It's a lot of memorising was what I found. I averaged about a 5/6 on my report cards because I did not study at all for class tests. But for all my semester exams, mock exam and final exam I got 7s. Maybe I just got good choices since usually it's the paper 2 that pulled up my paper 1.

The thing I find about Geog though is that the theory is one thing, but if you have a good case study with specific details to back it up, it helps a lot. It also helps if the case study you choose is from a slightly obscure/not-usually-studied country your examiner is less likely to have intensive knowledge about so that anything you say, if backed up with good theoretical knowledge, would score you lots of marks. I guess in a way, I was lucky as many of my case studies was on Vietnam (esp my field work). A Vietnamese examiner/examiner from VN can't mark my exam so chances are whoever marked my exams wouldn't be able to nitpick on the details of my case studies but would only mark on the general analysis. It's a trick, yes, but it's a way you can get easy marks. To be honest for my exams I studied case studies more than the theory.

Oh and if you get a good IA that shows you did a good fieldwork it helps a lot.
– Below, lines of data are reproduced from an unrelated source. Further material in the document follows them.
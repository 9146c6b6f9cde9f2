// Copyright (C) 2025 MINT CRM contributors
// SPDX-License-Identifier: AGPL-3.0-or-later
//! Database migrations for MINT CRM.
//!
//! The schema is embedded at compile time from `crates/mint-crm-core/migrations`
//! and applied by the server on startup and by `mint-crm-ctl migrate`.
//!
//! # Example
//!
//! ```ignore
//! use sqlx::PgPool;
//! use mint_crm_core::migrations;
//!
//! let pool = PgPool::connect(&database_url).await?;
//! migrations::run(&pool).await?;
//! ```

use sqlx::migrate::{MigrateError, Migrator};

/// PostgreSQL migrator for the CRM schema.
pub static MIGRATOR: Migrator = sqlx::migrate!("./migrations");

/// Run all pending migrations.
///
/// Safe to call multiple times; already-applied migrations are skipped.
pub async fn run(pool: &sqlx::PgPool) -> Result<(), MigrateError> {
    MIGRATOR.run(pool).await
}
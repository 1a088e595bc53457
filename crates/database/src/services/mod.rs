pub mod booking;
pub mod facility;
pub mod member;

pub use booking::{BookingService, NewBooking};
pub use facility::FacilityService;
pub use member::{MemberDirectory, MemberPatch, MemberService};

/// Number of rows the list endpoints return when no limit is given
pub const DEFAULT_LIST_LIMIT: u64 = 10;

/// Largest limit the store accepts; `LIMIT` is bound as a signed 64-bit integer
pub const MAX_LIST_LIMIT: u64 = i64::MAX as u64;
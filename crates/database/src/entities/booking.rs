use sea_orm::entity::prelude::*;
use serde::{Deserialize, Serialize};

#[derive(Clone, Debug, PartialEq, DeriveEntityModel, Serialize, Deserialize)]
#[sea_orm(schema_name = "cd", table_name = "bookings")]
pub struct Model {
    #[sea_orm(primary_key, auto_increment = true, column_name = "bookid")]
    pub id: i32,
    #[sea_orm(column_name = "facid")]
    pub facility_id: i32,
    #[sea_orm(column_name = "memid")]
    pub member_id: i32,
    #[sea_orm(column_name = "starttime")]
    pub start_time: DateTime,
    pub slots: i32, // Number of half-hour slots
}

#[derive(Copy, Clone, Debug, EnumIter, DeriveRelation)]
pub enum Relation {
    #[sea_orm(
        belongs_to = "super::facility::Entity",
        from = "Column::FacilityId",
        to = "super::facility::Column::Id"
    )]
    Facility,
    #[sea_orm(
        belongs_to = "super::member::Entity",
        from = "Column::MemberId",
        to = "super::member::Column::Id"
    )]
    Member,
}

impl Related<super::facility::Entity> for Entity {
    fn to() -> RelationDef {
        Relation::Facility.def()
    }
}

impl Related<super::member::Entity> for Entity {
    fn to() -> RelationDef {
        Relation::Member.def()
    }
}

impl ActiveModelBehavior for ActiveModel {}
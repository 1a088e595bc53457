use crate::{
    app::AppState,
    dtos::{ListParams, facility::FacilityResponse},
    error::{ApiError, ErrorBody},
};
use axum::{
    Json,
    extract::{Query, State},
};
use database::services::FacilityService;

/// List facilities
#[utoipa::path(
    get,
    path = "/facility/all",
    params(ListParams),
    responses(
        (
            status = 200,
            description = "Facilities retrieved successfully",
            body = Vec<FacilityResponse>
        ),
        (status = 400, description = "Invalid query parameters"),
        (status = 500, description = "Internal server error", body = ErrorBody)
    ),
    tag = "Facilities"
)]
pub async fn get_all_facilities(
    State(state): State<AppState>,
    Query(params): Query<ListParams>,
) -> Result<Json<Vec<FacilityResponse>>, ApiError> {
    let facilities = FacilityService::list(&state.db, params.limit).await?;

    Ok(Json(facilities.into_iter().map(FacilityResponse::from).collect()))
}
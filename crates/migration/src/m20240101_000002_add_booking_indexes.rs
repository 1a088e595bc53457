use crate::m20240101_000001_create_club_tables::{Bookings, Cd, Members};
use sea_orm_migration::prelude::*;

#[derive(DeriveMigrationName)]
pub struct Migration;

#[async_trait::async_trait]
impl MigrationTrait for Migration {
    async fn up(&self, manager: &SchemaManager) -> Result<(), DbErr> {
        // Foreign key columns, used when validating and listing bookings
        manager
            .create_index(
                Index::create()
                    .name("idx_bookings_facid")
                    .table((Cd, Bookings::Table))
                    .col(Bookings::FacilityId)
                    .to_owned(),
            )
            .await?;

        manager
            .create_index(
                Index::create()
                    .name("idx_bookings_memid")
                    .table((Cd, Bookings::Table))
                    .col(Bookings::MemberId)
                    .to_owned(),
            )
            .await?;

        // Recommender chains are resolved by member id lookups
        manager
            .create_index(
                Index::create()
                    .name("idx_members_recommendedby")
                    .table((Cd, Members::Table))
                    .col(Members::RecommendedBy)
                    .to_owned(),
            )
            .await?;

        Ok(())
    }

    async fn down(&self, manager: &SchemaManager) -> Result<(), DbErr> {
        manager
            .drop_index(
                Index::drop()
                    .name("idx_members_recommendedby")
                    .table((Cd, Members::Table))
                    .to_owned(),
            )
            .await?;

        manager
            .drop_index(
                Index::drop()
                    .name("idx_bookings_memid")
                    .table((Cd, Bookings::Table))
                    .to_owned(),
            )
            .await?;

        manager
            .drop_index(
                Index::drop()
                    .name("idx_bookings_facid")
                    .table((Cd, Bookings::Table))
                    .to_owned(),
            )
            .await?;

        Ok(())
    }
}
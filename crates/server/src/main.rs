mod app;
mod config;
mod doc;
mod dtos;
mod error;
mod routes;
mod utils;

use crate::{
    app::{AppState, build_router},
    config::ServerConfig,
    utils::shutdown::shutdown_signal,
};
use database::{DatabaseConfig, db::create_connection};
use env_logger::Env;
use log::info;

#[tokio::main]
async fn main() {
    dotenvy::dotenv().ok();
    env_logger::Builder::from_env(Env::default().default_filter_or("info")).init();

    let db_config = DatabaseConfig::from_env().expect("Invalid database configuration");
    let server_config = ServerConfig::from_env().expect("Invalid server configuration");

    let db = create_connection(&db_config)
        .await
        .expect("Failed to connect to the database");

    let app = build_router(AppState { db });

    let address = server_config.bind_address();
    let listener = tokio::net::TcpListener::bind(&address)
        .await
        .expect("Failed to bind listener");
    info!("Running axum on http://{address} (docs at /docs)");

    axum::serve(listener, app)
        .with_graceful_shutdown(shutdown_signal())
        .await
        .expect("Server error");
}
pub use sea_orm_migration::prelude::*;

mod m20240101_000001_create_club_tables;
mod m20240101_000002_add_booking_indexes;

pub struct Migrator;

#[async_trait::async_trait]
impl MigratorTrait for Migrator {
    fn migrations() -> Vec<Box<dyn MigrationTrait>> {
        vec![
            Box::new(m20240101_000001_create_club_tables::Migration),
            Box::new(m20240101_000002_add_booking_indexes::Migration),
        ]
    }
}
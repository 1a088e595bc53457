use crate::entities::facility;
use crate::services::MAX_LIST_LIMIT;
use sea_orm::{DatabaseConnection, DbErr, EntityTrait, QuerySelect};

pub struct FacilityService;

impl FacilityService {
    pub async fn list(db: &DatabaseConnection, limit: u64) -> Result<Vec<facility::Model>, DbErr> {
        facility::Entity::find()
            .limit(limit.min(MAX_LIST_LIMIT))
            .all(db)
            .await
    }

    pub async fn find_by_id(
        db: &DatabaseConnection,
        id: i32,
    ) -> Result<Option<facility::Model>, DbErr> {
        facility::Entity::find_by_id(id).one(db).await
    }
}
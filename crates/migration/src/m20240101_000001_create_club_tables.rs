use sea_orm_migration::prelude::*;

const CREATE_SCHEMA: &str = "CREATE SCHEMA IF NOT EXISTS cd";
const DROP_SCHEMA: &str = "DROP SCHEMA IF EXISTS cd";

#[derive(DeriveMigrationName)]
pub struct Migration;

#[async_trait::async_trait]
impl MigrationTrait for Migration {
    async fn up(&self, manager: &SchemaManager) -> Result<(), DbErr> {
        manager
            .get_connection()
            .execute_unprepared(CREATE_SCHEMA)
            .await?;

        manager.create_table(create_members()).await?;
        manager.create_table(create_facilities()).await?;
        manager.create_table(create_bookings()).await?;

        Ok(())
    }

    async fn down(&self, manager: &SchemaManager) -> Result<(), DbErr> {
        manager
            .drop_table(Table::drop().table((Cd, Bookings::Table)).to_owned())
            .await?;
        manager
            .drop_table(Table::drop().table((Cd, Facilities::Table)).to_owned())
            .await?;
        manager
            .drop_table(Table::drop().table((Cd, Members::Table)).to_owned())
            .await?;

        manager
            .get_connection()
            .execute_unprepared(DROP_SCHEMA)
            .await?;

        Ok(())
    }
}

fn create_members() -> TableCreateStatement {
    Table::create()
        .table((Cd, Members::Table))
        .if_not_exists()
        .col(ColumnDef::new(Members::Id).integer().not_null().primary_key())
        .col(ColumnDef::new(Members::Surname).string().not_null())
        .col(ColumnDef::new(Members::FirstName).string().not_null())
        .col(ColumnDef::new(Members::Address).string().not_null())
        .col(ColumnDef::new(Members::Zipcode).string().not_null())
        .col(ColumnDef::new(Members::Telephone).string().not_null())
        .col(ColumnDef::new(Members::RecommendedBy).integer())
        .col(ColumnDef::new(Members::JoinDate).timestamp().not_null())
        // No cascade: deleting a recommender is left to fail at the store
        .foreign_key(
            ForeignKey::create()
                .name("fk-members-recommendedby")
                .from((Cd, Members::Table), Members::RecommendedBy)
                .to((Cd, Members::Table), Members::Id),
        )
        .to_owned()
}

fn create_facilities() -> TableCreateStatement {
    Table::create()
        .table((Cd, Facilities::Table))
        .if_not_exists()
        .col(
            ColumnDef::new(Facilities::Id)
                .integer()
                .not_null()
                .primary_key(),
        )
        .col(ColumnDef::new(Facilities::Name).string().not_null())
        .col(ColumnDef::new(Facilities::MemberCost).double().not_null())
        .col(ColumnDef::new(Facilities::GuestCost).double().not_null())
        .col(ColumnDef::new(Facilities::InitialOutlay).double().not_null())
        .col(
            ColumnDef::new(Facilities::MonthlyMaintenance)
                .double()
                .not_null(),
        )
        .to_owned()
}

fn create_bookings() -> TableCreateStatement {
    Table::create()
        .table((Cd, Bookings::Table))
        .if_not_exists()
        .col(
            ColumnDef::new(Bookings::Id)
                .integer()
                .not_null()
                .auto_increment()
                .primary_key(),
        )
        .col(ColumnDef::new(Bookings::FacilityId).integer().not_null())
        .col(ColumnDef::new(Bookings::MemberId).integer().not_null())
        .col(ColumnDef::new(Bookings::StartTime).timestamp().not_null())
        .col(ColumnDef::new(Bookings::Slots).integer().not_null())
        .foreign_key(
            ForeignKey::create()
                .name("fk-bookings-facid")
                .from((Cd, Bookings::Table), Bookings::FacilityId)
                .to((Cd, Facilities::Table), Facilities::Id),
        )
        .foreign_key(
            ForeignKey::create()
                .name("fk-bookings-memid")
                .from((Cd, Bookings::Table), Bookings::MemberId)
                .to((Cd, Members::Table), Members::Id),
        )
        .to_owned()
}

#[derive(Iden)]
pub(crate) struct Cd;

#[derive(Iden)]
pub(crate) enum Members {
    Table,
    #[iden = "memid"]
    Id,
    Surname,
    #[iden = "firstname"]
    FirstName,
    Address,
    Zipcode,
    Telephone,
    #[iden = "recommendedby"]
    RecommendedBy,
    #[iden = "joindate"]
    JoinDate,
}

#[derive(Iden)]
pub(crate) enum Facilities {
    Table,
    #[iden = "facid"]
    Id,
    Name,
    #[iden = "membercost"]
    MemberCost,
    #[iden = "guestcost"]
    GuestCost,
    #[iden = "initialoutlay"]
    InitialOutlay,
    #[iden = "monthlymaintenance"]
    MonthlyMaintenance,
}

#[derive(Iden)]
pub(crate) enum Bookings {
    Table,
    #[iden = "bookid"]
    Id,
    #[iden = "facid"]
    FacilityId,
    #[iden = "memid"]
    MemberId,
    #[iden = "starttime"]
    StartTime,
    Slots,
}

#[cfg(test)]
mod test {
    use super::*;
    use sea_orm::{DatabaseBackend, MockDatabase, MockExecResult};

    #[test]
    fn test_tables_live_in_cd_schema() {
        let members = create_members().to_string(PostgresQueryBuilder);
        assert!(members.contains(r#""cd"."members""#));
        assert!(members.contains(r#""firstname""#));
        assert!(members.contains(r#"FOREIGN KEY ("recommendedby")"#));

        let facilities = create_facilities().to_string(PostgresQueryBuilder);
        assert!(facilities.contains(r#""cd"."facilities""#));
        assert!(facilities.contains(r#""monthlymaintenance""#));
    }

    #[test]
    fn test_bookings_reference_members_and_facilities() {
        let bookings = create_bookings().to_string(PostgresQueryBuilder);

        assert!(bookings.contains(r#""cd"."bookings""#));
        assert!(bookings.contains(
            r#"FOREIGN KEY ("facid") REFERENCES "cd"."facilities" ("facid")"#
        ));
        assert!(bookings.contains(r#"FOREIGN KEY ("memid") REFERENCES "cd"."members" ("memid")"#));
        assert!(!bookings.contains("CASCADE"));
    }

    #[async_std::test]
    async fn test_down_drops_tables_then_schema() {
        let db = MockDatabase::new(DatabaseBackend::Postgres)
            .append_exec_results(vec![MockExecResult::default(); 4])
            .into_connection();
        let manager = SchemaManager::new(&db);

        Migration.down(&manager).await.unwrap();

        let log = format!("{:?}", db.into_transaction_log());
        let last_table_drop = log.rfind("DROP TABLE").unwrap();
        let schema_drop = log.find(DROP_SCHEMA).unwrap();
        assert!(last_table_drop < schema_drop);
    }
}
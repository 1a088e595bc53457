use sea_orm::DbErr;
use thiserror::Error;

/// Failures raised by the services in this crate
#[derive(Debug, Error)]
pub enum ServiceError {
    #[error("Facility not found")]
    FacilityNotFound,
    #[error("Member not found")]
    MemberNotFound,
    #[error(transparent)]
    Database(#[from] DbErr),
}

#[derive(Debug, Error)]
pub enum ConfigError {
    #[error("invalid value for {key}: {value:?} ({reason})")]
    InvalidValue {
        key: &'static str,
        value: String,
        reason: String,
    },
}
pub mod booking;
pub mod facility;
pub mod member;

use database::services::{DEFAULT_LIST_LIMIT, MAX_LIST_LIMIT};
use serde::{Deserialize, Deserializer};
use utoipa::IntoParams;

/// Query string shared by the `/all` listing endpoints
#[derive(Debug, Deserialize, IntoParams)]
pub struct ListParams {
    /// Maximum number of rows to return
    #[serde(default = "default_limit", deserialize_with = "deserialize_limit")]
    #[param(default = 10, minimum = 0, maximum = 9223372036854775807i64)]
    pub limit: u64,
}

fn default_limit() -> u64 {
    DEFAULT_LIST_LIMIT
}

/// The store binds `LIMIT` as a signed 64-bit integer
fn deserialize_limit<'de, D>(deserializer: D) -> Result<u64, D::Error>
where
    D: Deserializer<'de>,
{
    let limit = u64::deserialize(deserializer)?;
    if limit > MAX_LIST_LIMIT {
        return Err(serde::de::Error::custom(format!(
            "limit must be at most {MAX_LIST_LIMIT}"
        )));
    }
    Ok(limit)
}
I got 7 for my IA, which I thought probably was more because we gathered a huge amount of primary data and had awesome diagrams and sketches more than the analysis. We spent a whole weekend doing surveys at this beach resort to find out the effects of tourism in an area and then when we looked at the data, we found that the data didn't really help us that much with proving/disproving our hypothesis. In the end, I thought there wasn't really even a point in my analysis and that I spent more of the analysis talking about how our data didn't help much and evaluating the whole process of the field work. But apparently they liked it. *shrug*

Are you HL or SL?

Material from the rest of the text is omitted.